Célestine (interrompant). — Parce que tu te réservais de la lui apprendre toi-même. Crois-moi, dans ce genre, c’est duperie d’instruire à demi. Dès qu’un écolier, une fois, a connaissance du con, le diable a bientôt fait de lui révéler tout ce qu’on en peut faire. Il fallait, tout d’un temps, passer maître ton blanc-bec, et si Zoé te l’a soufflé, tu n’as, en vérité, que ce que tu mérites. Mais laisse-moi-là ce petit balourd. Il n’y a pas un de ses camarades qui ne vaille, ou mieux, pour ce que tu faisais de lui.
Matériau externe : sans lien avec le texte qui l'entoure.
//! Renderer configuration (`splat.toml`).
//!
//! Every field has a default, so an empty file (or no file) is valid.

use nalgebra::Vector3;
use serde::{Deserialize, Serialize};
use std::path::{Path, PathBuf};
use thiserror::Error;

use crate::core::Camera;
use crate::frame::CompositeSettings;

#[derive(Debug, Error)]
pub enum ConfigError {
    #[error("failed to read config {path}: {source}")]
    Io {
        path: PathBuf,
        #[source]
        source: std::io::Error,
    },

    #[error("failed to parse config {path}: {source}")]
    Parse {
        path: PathBuf,
        #[source]
        source: toml::de::Error,
    },

    #[error("invalid config: {0}")]
    Invalid(String),
}

/// What the viewer measures while running.
#[derive(Copy, Clone, Debug, Default, PartialEq, Eq, Serialize, Deserialize)]
#[serde(rename_all = "lowercase")]
pub enum ProfilingMode {
    #[default]
    None,
    /// Spin the camera every frame and log the average frame rate.
    Fps,
}

#[derive(Debug, Clone, Serialize, Deserialize)]
pub struct RendererConfig {
    /// Composite at half resolution and upsample 2×2.
    #[serde(default)]
    pub half_resolution: bool,

    /// Emit the on-screen metrics (instance count, FPS, stage timings).
    #[serde(default = "default_true")]
    pub enable_gui: bool,

    /// Request backend validation layers.
    #[serde(default)]
    pub validation: bool,

    /// Index into the adapter list; `None` picks the high-performance one.
    #[serde(default)]
    pub adapter_index: Option<usize>,

    /// Present without vsync.
    #[serde(default)]
    pub immediate_present: bool,

    /// Horizontal field of view in degrees.
    #[serde(default = "default_fov")]
    pub fov_degrees: f32,

    #[serde(default = "default_near")]
    pub near: f32,

    #[serde(default = "default_far")]
    pub far: f32,

    /// Background color composited behind the splats (linear RGB).
    #[serde(default)]
    pub background: [f32; 3],

    #[serde(default)]
    pub profiling: ProfilingMode,

    /// Scenes the viewer can cycle through.
    #[serde(default)]
    pub scenes: Vec<PathBuf>,

    #[serde(default = "default_eye")]
    pub eye: [f32; 3],

    #[serde(default)]
    pub target: [f32; 3],

    /// World up direction used to orient the initial camera.
    #[serde(default = "default_up")]
    pub up: [f32; 3],
}

fn default_true() -> bool { true }
fn default_fov() -> f32 { 45.0 }
fn default_near() -> f32 { 0.2 }
fn default_far() -> f32 { 1000.0 }
fn default_eye() -> [f32; 3] { [0.0, 0.0, -5.0] }
fn default_up() -> [f32; 3] { [0.0, -1.0, 0.0] }

impl Default for RendererConfig {
    fn default() -> Self {
        Self {
            half_resolution: false,
            enable_gui: true,
            validation: false,
            adapter_index: None,
            immediate_present: false,
            fov_degrees: default_fov(),
            near: default_near(),
            far: default_far(),
            background: [0.0; 3],
            profiling: ProfilingMode::None,
            scenes: Vec::new(),
            eye: default_eye(),
            target: [0.0; 3],
            up: default_up(),
        }
    }
}

impl RendererConfig {
    /// Parse and validate a TOML document.
    pub fn from_toml_str(text: &str, origin: &Path) -> Result<Self, ConfigError> {
        let config: Self = toml::from_str(text).map_err(|source| ConfigError::Parse {
            path: origin.to_path_buf(),
            source,
        })?;
        config.validate()?;
        Ok(config)
    }

    /// Load from a file.
    pub fn load(path: &Path) -> Result<Self, ConfigError> {
        let text = std::fs::read_to_string(path).map_err(|source| ConfigError::Io {
            path: path.to_path_buf(),
            source,
        })?;
        Self::from_toml_str(&text, path)
    }

    /// Load from a file when given, otherwise use defaults.
    pub fn load_or_default(path: Option<&Path>) -> Result<Self, ConfigError> {
        match path {
            Some(p) => Self::load(p),
            None => Ok(Self::default()),
        }
    }

    pub fn validate(&self) -> Result<(), ConfigError> {
        if !(self.near > 0.0) {
            return Err(ConfigError::Invalid(format!("near must be positive, got {}", self.near)));
        }
        if self.far <= self.near {
            return Err(ConfigError::Invalid(format!(
                "far ({}) must be greater than near ({})",
                self.far, self.near
            )));
        }
        if !(self.fov_degrees > 0.0 && self.fov_degrees < 180.0) {
            return Err(ConfigError::Invalid(format!(
                "fov_degrees must be in (0, 180), got {}",
                self.fov_degrees
            )));
        }
        Ok(())
    }

    pub fn fov_radians(&self) -> f32 {
        self.fov_degrees.to_radians()
    }

    /// Camera at `eye` looking at `target`.
    pub fn initial_camera(&self) -> Camera {
        Camera::look_at(
            Vector3::from(self.eye),
            Vector3::from(self.target),
            Vector3::from(self.up),
            self.fov_radians(),
            self.near,
            self.far,
        )
    }

    pub fn composite_settings(&self) -> CompositeSettings {
        CompositeSettings {
            half_resolution: self.half_resolution,
            background: self.background,
        }
    }
}

#[cfg(test)]
mod tests {
    use super::*;

    #[test]
    fn test_empty_document_uses_defaults() {
        let c = RendererConfig::from_toml_str("", Path::new("test.toml")).unwrap();
        assert_eq!(c.fov_degrees, 45.0);
        assert_eq!(c.near, 0.2);
        assert_eq!(c.far, 1000.0);
        assert!(c.enable_gui);
        assert!(!c.half_resolution);
        assert_eq!(c.profiling, ProfilingMode::None);
    }

    #[test]
    fn test_overrides() {
        let text = r#"
            half_resolution = true
            profiling = "fps"
            background = [1.0, 1.0, 1.0]
            scenes = ["a.ply", "b.ply"]
        "#;
        let c = RendererConfig::from_toml_str(text, Path::new("test.toml")).unwrap();
        assert!(c.half_resolution);
        assert_eq!(c.profiling, ProfilingMode::Fps);
        assert_eq!(c.background, [1.0; 3]);
        assert_eq!(c.scenes.len(), 2);
    }

    #[test]
    fn test_rejects_bad_planes() {
        let err = RendererConfig::from_toml_str("near = 5.0\nfar = 1.0", Path::new("x.toml"));
        assert!(matches!(err, Err(ConfigError::Invalid(_))));
        let err = RendererConfig::from_toml_str("near = 0.0", Path::new("x.toml"));
        assert!(matches!(err, Err(ConfigError::Invalid(_))));
    }

    #[test]
    fn test_parse_error_names_file() {
        let err = RendererConfig::from_toml_str("near = \"x\"", Path::new("bad.toml")).unwrap_err();
        assert!(err.to_string().contains("bad.toml"));
    }

    #[test]
    fn test_initial_camera_looks_at_target() {
        let cam = RendererConfig::default().initial_camera();
        let u = cam.frame_uniforms(64, 64);
        let p = u.view_matrix() * nalgebra::Vector4::new(0.0, 0.0, 0.0, 1.0);
        assert!(p.x.abs() < 1e-5);
        assert!(p.y.abs() < 1e-5);
        assert!((p.z - 5.0).abs() < 1e-4);
    }
}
Léger, Lavigne, branlent et gamahuchent comme des anges ; tu peux t’en rapporter à moi. Je veux que tu renvoies Loulou, dont la duchesse se plaignait encore l’autre jour, et qui me paraît avoir un mauvais caractère… Mais où vas-tu donc ?

Pendant toute cette tirade madame Durut a paru distraite et rêveuse ; elle vient de se mettre à genoux pour regarder par le trou de la serrure du cabinet où sont enfermés les coupables. Elle les surprend recommençant à commettre la faute pour laquelle ils sont punis.